First, every reasonable journalist implicitly understands their singular charge is to afflict the comfortable and comfort the afflicted. And there’s a whole heck of a lot of affliction going on out there these days.
Though my good friend Paul Stukel did mention the fact that I’ve been “nice” for so long that when the plague inevitably relents, I’m going to go after anyone and everyone in the Fox Valley. And there certainly may be a whole lot of truth to that statement!
Second, I love statistics, and short of political campaigns, I don’t get to apply that talent very often. As an Evanston youth, I’d walk over the Main and Chicago News Stand every spring to pick up a copy of the annual Street & Smiths baseball stats edition and I’d pour over those numbers as if my life depended on it!

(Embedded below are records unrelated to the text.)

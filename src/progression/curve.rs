//! XP rewards and the level curve.

use serde::{Deserialize, Serialize};
use thiserror::Error;

use crate::models::Difficulty;

/// Rejected progression configuration.
#[derive(Debug, Error, PartialEq, Eq)]
pub enum ConfigError {
    #[error("XP rewards must strictly increase with difficulty (easy {easy}, medium {medium}, hard {hard})")]
    NonIncreasingXp { easy: u32, medium: u32, hard: u32 },

    #[error("XP reward for easy tasks must be positive")]
    ZeroXp,

    #[error("level curve step must be positive")]
    ZeroLevelStep,

    #[error("unknown level curve '{0}', expected 'linear' or 'progressive'")]
    UnknownCurve(String),

    #[error("invalid value for {name}: '{value}'")]
    InvalidValue { name: &'static str, value: String },
}

/// XP awarded per difficulty.
#[derive(Debug, Clone, Copy, PartialEq, Eq, Serialize, Deserialize)]
pub struct XpTable {
    pub easy: u32,
    pub medium: u32,
    pub hard: u32,
}

impl XpTable {
    pub fn xp_for(&self, difficulty: Difficulty) -> u32 {
        match difficulty {
            Difficulty::Easy => self.easy,
            Difficulty::Medium => self.medium,
            Difficulty::Hard => self.hard,
        }
    }

    pub fn validate(&self) -> Result<(), ConfigError> {
        if self.easy == 0 {
            return Err(ConfigError::ZeroXp);
        }
        if !(self.easy < self.medium && self.medium < self.hard) {
            return Err(ConfigError::NonIncreasingXp {
                easy: self.easy,
                medium: self.medium,
                hard: self.hard,
            });
        }
        Ok(())
    }
}

impl Default for XpTable {
    fn default() -> Self {
        Self {
            easy: 10,
            medium: 20,
            hard: 30,
        }
    }
}

/// Maps cumulative XP to a level. Everyone starts at level 1 with 0 XP.
#[derive(Debug, Clone, Copy, PartialEq, Eq, Serialize, Deserialize)]
#[serde(tag = "curve", rename_all = "snake_case")]
pub enum LevelCurve {
    /// Every `xp_per_level` XP is one level.
    Linear { xp_per_level: u64 },
    /// Going from level `n` to `n + 1` costs `base + (n - 1) * increment` XP.
    Progressive { base: u64, increment: u64 },
}

impl LevelCurve {
    pub fn validate(&self) -> Result<(), ConfigError> {
        match self {
            Self::Linear { xp_per_level: 0 } | Self::Progressive { base: 0, .. } => {
                Err(ConfigError::ZeroLevelStep)
            }
            _ => Ok(()),
        }
    }

    /// XP it costs to go from `level` to `level + 1`. Always positive for a
    /// validated curve.
    pub fn step_cost(&self, level: u32) -> u64 {
        match *self {
            Self::Linear { xp_per_level } => xp_per_level,
            Self::Progressive { base, increment } => {
                base.saturating_add(increment.saturating_mul(u64::from(level.saturating_sub(1))))
            }
        }
    }

    /// Cumulative XP at which `level` is reached.
    pub fn threshold(&self, level: u32) -> u64 {
        match *self {
            Self::Linear { xp_per_level } => {
                xp_per_level.saturating_mul(u64::from(level.saturating_sub(1)))
            }
            Self::Progressive { base, increment } => {
                let steps = u64::from(level.saturating_sub(1));
                // sum_{n=1}^{steps} (base + (n - 1) * increment)
                let triangular = steps.saturating_mul(steps.saturating_sub(1)) / 2;
                base.saturating_mul(steps)
                    .saturating_add(increment.saturating_mul(triangular))
            }
        }
    }

    /// Level reached with `total_xp` cumulative XP.
    pub fn level_for_xp(&self, total_xp: u64) -> u32 {
        match *self {
            Self::Linear { xp_per_level } => {
                let level = total_xp / xp_per_level.max(1) + 1;
                u32::try_from(level).unwrap_or(u32::MAX)
            }
            Self::Progressive { .. } => {
                // Highest level whose threshold is reached; thresholds never decrease
                let (mut low, mut high) = (1u32, u32::MAX);
                while low < high {
                    let mid = low + (high - low) / 2 + 1;
                    if self.threshold(mid) <= total_xp {
                        low = mid;
                    } else {
                        high = mid - 1;
                    }
                }
                low
            }
        }
    }

    /// XP still missing to reach the level after the one `total_xp` is at.
    pub fn xp_to_next_level(&self, total_xp: u64) -> u64 {
        let next = self.level_for_xp(total_xp).saturating_add(1);
        self.threshold(next).saturating_sub(total_xp)
    }
}

impl Default for LevelCurve {
    fn default() -> Self {
        Self::Linear { xp_per_level: 100 }
    }
}

/// Immutable tuning handed to the progression engine at construction.
#[derive(Debug, Clone, Copy, Default, PartialEq, Eq, Serialize, Deserialize)]
pub struct ProgressionConfig {
    pub xp_table: XpTable,
    pub level_curve: LevelCurve,
}

impl ProgressionConfig {
    pub fn new(xp_table: XpTable, level_curve: LevelCurve) -> Result<Self, ConfigError> {
        xp_table.validate()?;
        level_curve.validate()?;
        Ok(Self {
            xp_table,
            level_curve,
        })
    }

    pub fn xp_for(&self, difficulty: Difficulty) -> u32 {
        self.xp_table.xp_for(difficulty)
    }

    pub fn calculate_level_from_xp(&self, total_xp: u64) -> u32 {
        self.level_curve.level_for_xp(total_xp)
    }

    pub fn calculate_xp_needed_for_next_level(&self, total_xp: u64) -> u64 {
        self.level_curve.xp_to_next_level(total_xp)
    }
}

Covering the coronavirus may not be nearly as much fun, but it has been fascinating to bring you some too-rare fact-based good news.
Lastly, my fondest wish is, particularly when the chips are down, instead of reflexively falling back on fear and anger, we resort to critical thinking instead. Some of you have lauded me for being the only new source who accurately predicted the progression of the Illinois coronavirus, but all I really did was apply subtraction, division and multiplication and let the results speak for themselves.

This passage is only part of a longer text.